01Research in Context

01

What this study did

Teachers used a prompt ladder plus plastic tokens to teach laundry skills to students with developmental delays. They started with hand-over-hand help, then moved to gestures, then just verbal cues, and finally no help at all.

Each student learned to sort, wash, dry, and fold clothes. The team tracked progress across several behaviors in a multiple-baseline design. After mastery, they tested the kids in a real laundromat to see if skills would stick.

02

What they found

All students learned the full laundry routine. They kept the skills for 10 months and used them perfectly in the public laundromat. Observers said the kids looked like their non-disabled peers.

03

How this fits with other research

Beahm et al. (2023) updated the same idea with a phone app instead of plastic tokens. Adults with developmental disabilities also gained daily-living skills, but staff said the digital version took more setup time. The 1982 tokens were simpler and still worked.

Hansen et al. (1989) later compared two prompt styles for teaching banking skills. They found that a shrinking prompt ladder, like the one used here, beat time delay for speed. The laundry study gave early proof that the ladder works.

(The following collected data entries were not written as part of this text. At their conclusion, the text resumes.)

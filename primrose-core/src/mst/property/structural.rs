//! Property 2: Structural invariant verification.
//!
//! For every tree either builder produces, verifies:
//!
//! - **Edge count**: exactly `V - 1` edges.
//! - **Acyclicity**: union-find never joins two vertices already joined.
//! - **Spanning**: every vertex ends in one component.
//! - **Membership**: each tree edge exists in the input with that weight.
//! - **Frontier growth**: each edge's source was reached before its target.

use std::collections::HashSet;

use proptest::test_runner::{TestCaseError, TestCaseResult};

use crate::{MinimumSpanningTree, PrimStrategy};

use super::helpers::{find_root, run_or_fail};
use super::oracle::sequential_kruskal;
use super::types::MstFixture;

/// Runs the structural invariant property for the given fixture.
///
/// Disconnected fixtures have no tree to inspect and pass trivially; the
/// equivalence property covers their error path.
pub(super) fn run_structural_invariants_property(fixture: &MstFixture) -> TestCaseResult {
    if !sequential_kruskal(fixture.vertex_count, &fixture.edges).is_connected() {
        return Ok(());
    }

    let graph = fixture.graph();
    for strategy in PrimStrategy::ALL {
        let tree = run_or_fail(strategy, &graph, fixture)?;
        let context = format!("{strategy}, {}", fixture.describe());
        validate_edge_count(fixture.vertex_count, &tree, &context)?;
        validate_acyclic_and_spanning(fixture.vertex_count, &tree, &context)?;
        validate_membership(fixture, &tree, &context)?;
        validate_frontier_growth(&tree, &context)?;
    }
    Ok(())
}

fn validate_edge_count(
    vertex_count: usize,
    tree: &MinimumSpanningTree<usize>,
    context: &str,
) -> TestCaseResult {
    let expected = vertex_count.saturating_sub(1);
    if tree.len() != expected || tree.vertex_count() != vertex_count {
        return Err(TestCaseError::fail(format!(
            "tree has {} edges over {} vertices, expected {expected} over {vertex_count} ({context})",
            tree.len(),
            tree.vertex_count(),
        )));
    }
    Ok(())
}

fn validate_acyclic_and_spanning(
    vertex_count: usize,
    tree: &MinimumSpanningTree<usize>,
    context: &str,
) -> TestCaseResult {
    let mut parent: Vec<usize> = (0..vertex_count).collect();
    for (i, edge) in tree.edges().iter().enumerate() {
        let ra = find_root(&mut parent, *edge.source());
        let rb = find_root(&mut parent, *edge.target());
        if ra == rb {
            return Err(TestCaseError::fail(format!(
                "edge {i}: ({}, {}) creates a cycle ({context})",
                edge.source(),
                edge.target(),
            )));
        }
        parent[rb] = ra;
    }

    let roots: HashSet<usize> = (0..vertex_count)
        .map(|node| find_root(&mut parent, node))
        .collect();
    if roots.len() > 1 {
        return Err(TestCaseError::fail(format!(
            "tree leaves {} components ({context})",
            roots.len(),
        )));
    }
    Ok(())
}

/// Each selected edge must be an input edge (in either orientation) with
/// the same weight.
fn validate_membership(
    fixture: &MstFixture,
    tree: &MinimumSpanningTree<usize>,
    context: &str,
) -> TestCaseResult {
    for (i, edge) in tree.edges().iter().enumerate() {
        let (s, t, w) = (*edge.source(), *edge.target(), edge.weight());
        if s == t {
            return Err(TestCaseError::fail(format!(
                "edge {i}: self-loop on {s} ({context})"
            )));
        }
        let present = fixture
            .edges
            .iter()
            .any(|&(a, b, weight)| weight == w && ((a, b) == (s, t) || (a, b) == (t, s)));
        if !present {
            return Err(TestCaseError::fail(format!(
                "edge {i}: ({s}, {t}, {w}) is not an input edge ({context})"
            )));
        }
    }
    Ok(())
}

/// Prim grows one tree from the start vertex, so every edge's source must
/// already be reached when the edge is selected.
fn validate_frontier_growth(tree: &MinimumSpanningTree<usize>, context: &str) -> TestCaseResult {
    let mut reached = HashSet::from([0_usize]);
    for (i, edge) in tree.edges().iter().enumerate() {
        if !reached.contains(edge.source()) {
            return Err(TestCaseError::fail(format!(
                "edge {i}: source {} was not yet in the tree ({context})",
                edge.source(),
            )));
        }
        if !reached.insert(*edge.target()) {
            return Err(TestCaseError::fail(format!(
                "edge {i}: target {} was already in the tree ({context})",
                edge.target(),
            )));
        }
    }
    Ok(())
}
//! CLI entry point for the primrose spanning-tree tool.
//!
//! Parses arguments with clap, runs the requested builders, renders the
//! summary to stdout, and maps failures to a non-zero exit code. Logging is
//! initialised first so every later step can emit structured diagnostics.

use std::io::{self, BufWriter, Write};
use std::process::ExitCode;

use anyhow::{Context, Result};
use clap::Parser;

use primrose_cli::{
    cli::{Cli, CliError, render_summary, run_cli},
    logging::{self, LoggingError},
};
use tracing::{error, field};

/// Parse CLI arguments, execute the command, render the summary, and flush the
/// output stream.
fn try_main() -> Result<()> {
    let cli = Cli::parse();
    let summary = run_cli(cli).context("failed to execute command")?;
    let stdout = io::stdout();
    let mut writer = BufWriter::new(stdout.lock());
    render_summary(&summary, &mut writer).context("failed to render summary")?;
    writer.flush().context("failed to flush output")?;
    Ok(())
}

fn main() -> ExitCode {
    if let Err(err) = logging::init_logging() {
        report_logging_init_error(&err);
        return ExitCode::FAILURE;
    }

    if let Err(err) = try_main() {
        let code = err
            .downcast_ref::<CliError>()
            .map(|cli_error| field::display(cli_error.code()));
        let graph_code = err.downcast_ref::<CliError>().and_then(|cli_error| match cli_error {
            CliError::Mst(mst) => mst.graph_code().map(|code| field::display(code.as_str())),
            _ => None,
        });

        error!(
            error = %err,
            cause = %err.root_cause(),
            code,
            graph_code,
            "command execution failed"
        );
        return ExitCode::FAILURE;
    }

    ExitCode::SUCCESS
}

#[expect(
    clippy::print_stderr,
    reason = "Emit one-off diagnostic before tracing is initialized"
)]
fn report_logging_init_error(err: &LoggingError) {
    eprintln!("failed to initialize logging: {err}");
}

Neef et al. (1986) showed the same package—prompts plus tokens—can teach mealtime behaviors. Together, these studies build a line of evidence that the combo works across chores, meals, and money skills.

04

Why it matters

You can teach an entire daily living skill in one chain with nothing fancier than a prompt hierarchy and a handful of tokens. The skills last almost a year and transfer to the real world. Try writing a task analysis for any chore you want, set up your prompt levels, pick a token the learner likes, and start data. You will likely see quick gains and durable maintenance without special tech.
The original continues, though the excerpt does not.